Collected data:
━━━━━━

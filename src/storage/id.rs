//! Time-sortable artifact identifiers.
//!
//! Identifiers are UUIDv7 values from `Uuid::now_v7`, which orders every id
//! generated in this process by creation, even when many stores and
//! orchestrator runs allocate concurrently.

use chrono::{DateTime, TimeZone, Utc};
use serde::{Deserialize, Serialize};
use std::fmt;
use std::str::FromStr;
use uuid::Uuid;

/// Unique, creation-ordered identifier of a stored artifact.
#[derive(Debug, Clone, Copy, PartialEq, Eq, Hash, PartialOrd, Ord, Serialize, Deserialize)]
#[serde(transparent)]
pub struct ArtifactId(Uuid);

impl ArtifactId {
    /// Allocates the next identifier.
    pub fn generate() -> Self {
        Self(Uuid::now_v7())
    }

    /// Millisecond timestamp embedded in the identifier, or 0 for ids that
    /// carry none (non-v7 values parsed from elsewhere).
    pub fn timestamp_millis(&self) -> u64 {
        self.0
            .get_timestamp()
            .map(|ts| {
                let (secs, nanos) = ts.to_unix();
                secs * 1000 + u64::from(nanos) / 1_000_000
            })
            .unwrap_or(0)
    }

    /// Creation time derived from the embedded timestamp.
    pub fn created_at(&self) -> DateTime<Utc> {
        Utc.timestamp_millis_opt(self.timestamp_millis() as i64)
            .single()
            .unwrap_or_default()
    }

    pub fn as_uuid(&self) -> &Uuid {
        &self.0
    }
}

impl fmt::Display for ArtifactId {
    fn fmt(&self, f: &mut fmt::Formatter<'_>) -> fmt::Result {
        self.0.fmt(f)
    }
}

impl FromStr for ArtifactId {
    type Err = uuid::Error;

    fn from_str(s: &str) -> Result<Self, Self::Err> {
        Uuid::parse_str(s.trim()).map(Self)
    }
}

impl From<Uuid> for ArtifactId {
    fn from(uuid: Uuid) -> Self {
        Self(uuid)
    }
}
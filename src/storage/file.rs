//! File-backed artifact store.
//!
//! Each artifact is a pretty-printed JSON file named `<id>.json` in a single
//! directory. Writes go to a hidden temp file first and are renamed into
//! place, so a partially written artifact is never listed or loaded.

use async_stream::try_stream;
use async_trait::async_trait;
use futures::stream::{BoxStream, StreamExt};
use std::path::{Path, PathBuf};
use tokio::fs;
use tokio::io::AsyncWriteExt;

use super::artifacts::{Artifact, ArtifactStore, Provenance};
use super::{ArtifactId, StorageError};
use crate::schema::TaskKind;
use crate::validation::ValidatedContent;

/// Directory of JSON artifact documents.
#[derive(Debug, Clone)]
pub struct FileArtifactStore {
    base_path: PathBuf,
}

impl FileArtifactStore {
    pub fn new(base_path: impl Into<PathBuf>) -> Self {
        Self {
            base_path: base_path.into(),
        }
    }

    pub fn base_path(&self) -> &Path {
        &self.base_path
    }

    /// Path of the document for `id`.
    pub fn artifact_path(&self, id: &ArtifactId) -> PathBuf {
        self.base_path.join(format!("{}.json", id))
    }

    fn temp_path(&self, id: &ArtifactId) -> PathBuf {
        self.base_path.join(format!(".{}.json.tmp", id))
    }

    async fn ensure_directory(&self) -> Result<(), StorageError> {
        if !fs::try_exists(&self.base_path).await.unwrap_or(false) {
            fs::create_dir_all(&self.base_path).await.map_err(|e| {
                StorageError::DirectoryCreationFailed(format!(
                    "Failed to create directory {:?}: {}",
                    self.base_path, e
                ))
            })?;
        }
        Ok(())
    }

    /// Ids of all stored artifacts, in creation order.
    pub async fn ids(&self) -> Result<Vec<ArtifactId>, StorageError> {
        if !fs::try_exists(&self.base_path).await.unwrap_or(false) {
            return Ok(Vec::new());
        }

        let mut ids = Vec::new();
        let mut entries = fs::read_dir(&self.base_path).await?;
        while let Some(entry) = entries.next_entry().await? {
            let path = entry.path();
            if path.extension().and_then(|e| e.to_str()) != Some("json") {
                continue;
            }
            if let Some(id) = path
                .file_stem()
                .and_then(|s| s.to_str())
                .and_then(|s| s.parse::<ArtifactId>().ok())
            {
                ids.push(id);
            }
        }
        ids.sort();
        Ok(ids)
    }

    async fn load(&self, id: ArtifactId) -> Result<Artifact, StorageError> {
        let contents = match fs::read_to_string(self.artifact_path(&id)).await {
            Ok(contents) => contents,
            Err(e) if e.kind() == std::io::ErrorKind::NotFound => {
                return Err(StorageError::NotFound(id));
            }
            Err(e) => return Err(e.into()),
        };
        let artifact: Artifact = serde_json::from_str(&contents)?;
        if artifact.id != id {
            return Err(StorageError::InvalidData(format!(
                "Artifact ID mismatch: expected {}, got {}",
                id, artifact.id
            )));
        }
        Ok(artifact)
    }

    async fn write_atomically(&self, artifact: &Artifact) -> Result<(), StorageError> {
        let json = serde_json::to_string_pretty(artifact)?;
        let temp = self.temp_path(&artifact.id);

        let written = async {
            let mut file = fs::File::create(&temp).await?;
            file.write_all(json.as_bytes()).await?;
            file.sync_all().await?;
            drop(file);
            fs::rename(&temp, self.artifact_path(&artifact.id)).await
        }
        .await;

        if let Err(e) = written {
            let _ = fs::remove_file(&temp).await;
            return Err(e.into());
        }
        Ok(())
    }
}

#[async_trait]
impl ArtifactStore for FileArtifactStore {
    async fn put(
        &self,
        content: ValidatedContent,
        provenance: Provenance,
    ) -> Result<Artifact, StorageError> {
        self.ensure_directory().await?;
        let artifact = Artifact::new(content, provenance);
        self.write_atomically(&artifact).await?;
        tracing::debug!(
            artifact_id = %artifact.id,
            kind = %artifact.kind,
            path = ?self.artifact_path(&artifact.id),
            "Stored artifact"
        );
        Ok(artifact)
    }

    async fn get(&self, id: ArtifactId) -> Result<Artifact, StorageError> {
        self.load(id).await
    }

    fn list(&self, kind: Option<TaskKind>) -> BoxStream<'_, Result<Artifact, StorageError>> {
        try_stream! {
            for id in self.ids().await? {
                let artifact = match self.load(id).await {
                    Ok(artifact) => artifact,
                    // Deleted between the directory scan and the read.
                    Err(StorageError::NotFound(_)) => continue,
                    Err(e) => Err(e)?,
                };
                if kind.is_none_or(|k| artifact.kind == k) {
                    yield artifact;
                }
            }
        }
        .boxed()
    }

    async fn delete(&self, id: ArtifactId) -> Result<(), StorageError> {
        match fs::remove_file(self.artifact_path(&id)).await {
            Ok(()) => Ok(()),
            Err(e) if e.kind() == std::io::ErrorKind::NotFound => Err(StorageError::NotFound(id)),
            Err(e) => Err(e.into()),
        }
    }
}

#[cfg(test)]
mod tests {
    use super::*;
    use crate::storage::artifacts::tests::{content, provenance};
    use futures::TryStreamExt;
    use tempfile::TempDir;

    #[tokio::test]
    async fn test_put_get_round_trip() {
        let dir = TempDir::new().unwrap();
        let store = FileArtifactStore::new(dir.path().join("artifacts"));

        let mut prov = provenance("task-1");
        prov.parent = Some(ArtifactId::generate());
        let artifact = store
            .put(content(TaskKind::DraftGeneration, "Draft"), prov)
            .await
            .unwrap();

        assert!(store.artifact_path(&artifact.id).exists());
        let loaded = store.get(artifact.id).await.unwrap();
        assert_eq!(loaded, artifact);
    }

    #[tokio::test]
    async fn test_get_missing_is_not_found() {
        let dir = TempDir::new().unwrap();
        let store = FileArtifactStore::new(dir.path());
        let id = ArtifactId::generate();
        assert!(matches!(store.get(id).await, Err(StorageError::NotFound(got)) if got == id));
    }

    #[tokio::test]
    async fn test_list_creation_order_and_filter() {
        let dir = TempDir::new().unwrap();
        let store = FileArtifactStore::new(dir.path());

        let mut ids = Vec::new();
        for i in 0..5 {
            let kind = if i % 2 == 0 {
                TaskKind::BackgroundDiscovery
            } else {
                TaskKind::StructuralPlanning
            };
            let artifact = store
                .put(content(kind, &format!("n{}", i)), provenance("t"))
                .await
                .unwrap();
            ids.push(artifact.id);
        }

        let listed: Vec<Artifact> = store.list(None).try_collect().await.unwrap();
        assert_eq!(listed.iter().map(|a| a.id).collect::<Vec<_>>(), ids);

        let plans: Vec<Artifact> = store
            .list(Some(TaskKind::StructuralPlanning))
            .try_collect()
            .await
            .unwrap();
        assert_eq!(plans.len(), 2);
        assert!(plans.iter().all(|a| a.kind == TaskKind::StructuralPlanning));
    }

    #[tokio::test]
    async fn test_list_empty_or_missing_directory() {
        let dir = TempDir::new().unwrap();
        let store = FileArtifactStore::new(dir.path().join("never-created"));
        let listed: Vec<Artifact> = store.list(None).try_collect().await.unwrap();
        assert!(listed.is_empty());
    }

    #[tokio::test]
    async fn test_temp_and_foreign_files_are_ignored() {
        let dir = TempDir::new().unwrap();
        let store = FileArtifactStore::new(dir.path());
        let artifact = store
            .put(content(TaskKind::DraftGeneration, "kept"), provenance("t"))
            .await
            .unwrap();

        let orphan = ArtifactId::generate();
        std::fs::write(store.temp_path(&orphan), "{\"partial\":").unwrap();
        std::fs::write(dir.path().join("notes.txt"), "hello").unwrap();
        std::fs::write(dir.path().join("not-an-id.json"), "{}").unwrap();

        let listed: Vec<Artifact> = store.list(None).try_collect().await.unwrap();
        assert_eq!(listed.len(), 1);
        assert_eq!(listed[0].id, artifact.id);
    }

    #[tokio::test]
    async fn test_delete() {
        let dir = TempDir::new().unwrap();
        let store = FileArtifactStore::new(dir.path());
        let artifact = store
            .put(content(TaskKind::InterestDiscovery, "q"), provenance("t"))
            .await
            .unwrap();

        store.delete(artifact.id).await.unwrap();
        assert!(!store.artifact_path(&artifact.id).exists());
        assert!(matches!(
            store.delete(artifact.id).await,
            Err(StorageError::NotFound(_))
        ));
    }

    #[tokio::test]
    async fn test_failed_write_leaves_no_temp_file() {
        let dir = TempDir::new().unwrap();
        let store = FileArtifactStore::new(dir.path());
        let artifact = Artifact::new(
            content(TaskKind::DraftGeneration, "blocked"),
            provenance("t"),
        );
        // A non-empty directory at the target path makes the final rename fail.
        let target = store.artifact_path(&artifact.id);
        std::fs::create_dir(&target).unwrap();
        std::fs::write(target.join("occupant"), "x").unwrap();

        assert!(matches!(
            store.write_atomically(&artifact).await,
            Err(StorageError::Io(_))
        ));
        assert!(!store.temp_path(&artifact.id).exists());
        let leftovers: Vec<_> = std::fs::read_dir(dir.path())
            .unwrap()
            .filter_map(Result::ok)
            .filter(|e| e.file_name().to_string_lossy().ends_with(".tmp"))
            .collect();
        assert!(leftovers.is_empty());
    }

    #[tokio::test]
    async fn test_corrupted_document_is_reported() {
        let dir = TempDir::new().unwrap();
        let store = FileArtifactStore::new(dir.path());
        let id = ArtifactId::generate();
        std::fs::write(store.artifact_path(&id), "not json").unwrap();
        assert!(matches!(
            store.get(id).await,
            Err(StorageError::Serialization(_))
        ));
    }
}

━━━━━━

**The task**: Write out every line from the entries where "nanos" appears.

**Exercise result**:
                let (secs, nanos) = ts.to_unix();
                secs * 1000 + u64::from(nanos) / 1_000_000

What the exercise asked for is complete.